Authors : P. A. Lambat, V. S. Dongre, K. J. Cherian and A. P. Lambat
Page Nos : 448-451
Climate is a measure of the average pattern of variation in temperature humidity atmospheric pressure, wind, precipitation, atmospheric particle count and other meteorological variables in a given region over long periods of time. Plant pathogens are ubiquitous in natural and managed systems, being among the first to demonstrate the effects of climate change due to the numerous populations, ease of reproduction and dispersal and short time between the generations. The available data clearly suggests that increased CO2 would affect the physiology, morphology and biomass of crops. Elevated CO2 and associated climate change have the potential to accelerate plant pathogen evolution which may, in turn, affect virulence.
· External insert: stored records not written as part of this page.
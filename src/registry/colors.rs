//! Built-in colour token families
//!
//! Scales run 50 through 950. Family order matches the foundations page.

use crate::models::{ColorFamily, ColorScale};

pub fn builtin_colors() -> Vec<ColorFamily> {
    vec![
        ColorFamily::new(
            "Blue Ridge",
            "Deep navy, primary brand color",
            "Inspired by the Blue Ridge Mountains",
            ColorScale::from_hex([
                "#f0f4f8", "#d9e2ec", "#bcccdc", "#9fb3c8", "#829ab1", "#627d98", "#486581",
                "#334e68", "#243b53", "#1b365d", "#102a43",
            ]),
        ),
        ColorFamily::new(
            "Chesapeake",
            "Teal, informational and interactive",
            "Inspired by the Chesapeake Bay",
            ColorScale::from_hex([
                "#effcf6", "#c6f7e2", "#8eedc7", "#65d6ad", "#3ebd93", "#27ab83", "#0e7c7b",
                "#0c6b6a", "#0a5a59", "#084948", "#053837",
            ]),
        ),
        ColorFamily::new(
            "Dogwood",
            "Gold, accent and attention",
            "Named after the Virginia state flower",
            ColorScale::from_hex([
                "#fefdf4", "#fdf9e3", "#faf0c0", "#f5e08e", "#eecb55", "#d4a832", "#b8892a",
                "#996c22", "#7a5520", "#66461f", "#3b270e",
            ]),
        ),
        ColorFamily::new(
            "Piedmont",
            "Warm brown, earthy neutral",
            "Inspired by Piedmont clay and earth",
            ColorScale::from_hex([
                "#fdf8f3", "#faeadb", "#f3d5b5", "#e6b98a", "#d49a6a", "#8b4513", "#7a3c11",
                "#6a340f", "#592b0d", "#49230b", "#381b08",
            ]),
        ),
        ColorFamily::new(
            "Shenandoah",
            "Forest green, success states",
            "Inspired by the Shenandoah Valley",
            ColorScale::from_hex([
                "#f0faf4", "#d4edda", "#a8d8b9", "#7bc49a", "#5cb57e", "#4a7c59", "#3d6b4a",
                "#305a3c", "#24492f", "#1a3823", "#112718",
            ]),
        ),
        ColorFamily::new(
            "Cardinal",
            "Vibrant red, error and emphasis",
            "Named after the Virginia state bird",
            ColorScale::from_hex([
                "#fef2f4", "#fde3e8", "#fbc8d3", "#f89daf", "#f26b84", "#c41e3a", "#b01a34",
                "#93162c", "#7a1325", "#68111f", "#3b0912",
            ]),
        ),
        ColorFamily::new(
            "Slate",
            "Neutral blue-gray",
            "Clean neutral for backgrounds and text",
            ColorScale::from_hex([
                "#f8fafc", "#f1f5f9", "#e2e8f0", "#cbd5e1", "#94a3b8", "#64748b", "#475569",
                "#334155", "#1e293b", "#0f172a", "#020617",
            ]),
        ),
    ]
}

#[cfg(test)]
mod tests {
    use super::*;
    use crate::models::Shade;

    #[test]
    fn test_seven_full_families() {
        let colors = builtin_colors();
        assert_eq!(colors.len(), 7);
        assert!(colors.iter().all(|c| c.scale.len() == Shade::STEPS.len()));
    }

    #[test]
    fn test_brand_navy() {
        let colors = builtin_colors();
        let shade = Shade::new(900).unwrap();
        assert_eq!(colors[0].scale.get(shade), Some("#1b365d"));
    }
}
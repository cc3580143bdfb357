//! Strongly-typed ID wrappers
//!
//! Wizard sessions are identified by a UUID so that audit log lines from
//! separate runs can be told apart.

use serde::{Deserialize, Serialize};
use std::fmt;
use std::str::FromStr;
use uuid::Uuid;

/// Macro to generate ID newtype wrappers
macro_rules! define_id {
    ($name:ident, $display_prefix:literal) => {
        #[derive(Debug, Clone, Copy, PartialEq, Eq, Hash, Serialize, Deserialize)]
        #[serde(transparent)]
        pub struct $name(Uuid);

        impl $name {
            /// Create a new random ID
            pub fn new() -> Self {
                Self(Uuid::new_v4())
            }

            /// Get the underlying UUID
            pub fn as_uuid(&self) -> &Uuid {
                &self.0
            }
        }

        impl Default for $name {
            fn default() -> Self {
                Self::new()
            }
        }

        impl fmt::Display for $name {
            fn fmt(&self, f: &mut fmt::Formatter<'_>) -> fmt::Result {
                write!(f, "{}{}", $display_prefix, &self.0.to_string()[..8])
            }
        }

        impl From<Uuid> for $name {
            fn from(uuid: Uuid) -> Self {
                Self(uuid)
            }
        }

        impl FromStr for $name {
            type Err = uuid::Error;

            fn from_str(s: &str) -> Result<Self, Self::Err> {
                let s = s.strip_prefix($display_prefix).unwrap_or(s);
                Ok(Self(Uuid::parse_str(s)?))
            }
        }
    };
}

define_id!(SessionId, "ses-");

#[cfg(test)]
mod tests {
    use super::*;

    #[test]
    fn test_ids_are_unique() {
        assert_ne!(SessionId::new(), SessionId::new());
    }

    #[test]
    fn test_display_prefix() {
        let id = SessionId::new();
        let shown = id.to_string();
        assert!(shown.starts_with("ses-"));
        assert_eq!(shown.len(), 12);
    }

    #[test]
    fn test_parse_full_uuid() {
        let id = SessionId::new();
        let parsed: SessionId = id.as_uuid().to_string().parse().unwrap();
        assert_eq!(id, parsed);

        let prefixed: SessionId = format!("ses-{}", id.as_uuid()).parse().unwrap();
        assert_eq!(id, prefixed);
    }

    #[test]
    fn test_serde_transparent() {
        let id = SessionId::new();
        let json = serde_json::to_string(&id).unwrap();
        assert_eq!(json, format!("\"{}\"", id.as_uuid()));
    }
}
Increased CO2 will lead to less decomposition of crop residues and as a result soil borne pathogens would multiply faster on the crop residues. In view of the study results, it is concluded that there is noticeable change in the change in percentage of CO2 during the last few decades. It can be concluded that there is noticeable change in damages caused by diseases to crop yield during the last few decades In view of the obtained data and it is concluded that the crop yield has gone down noticeably as a function of climatic changes due to considerable increase in disease intensity.
Keywords : Climate Change, Elevated CO2, Plant Pathogen, Disease intensity, Decades.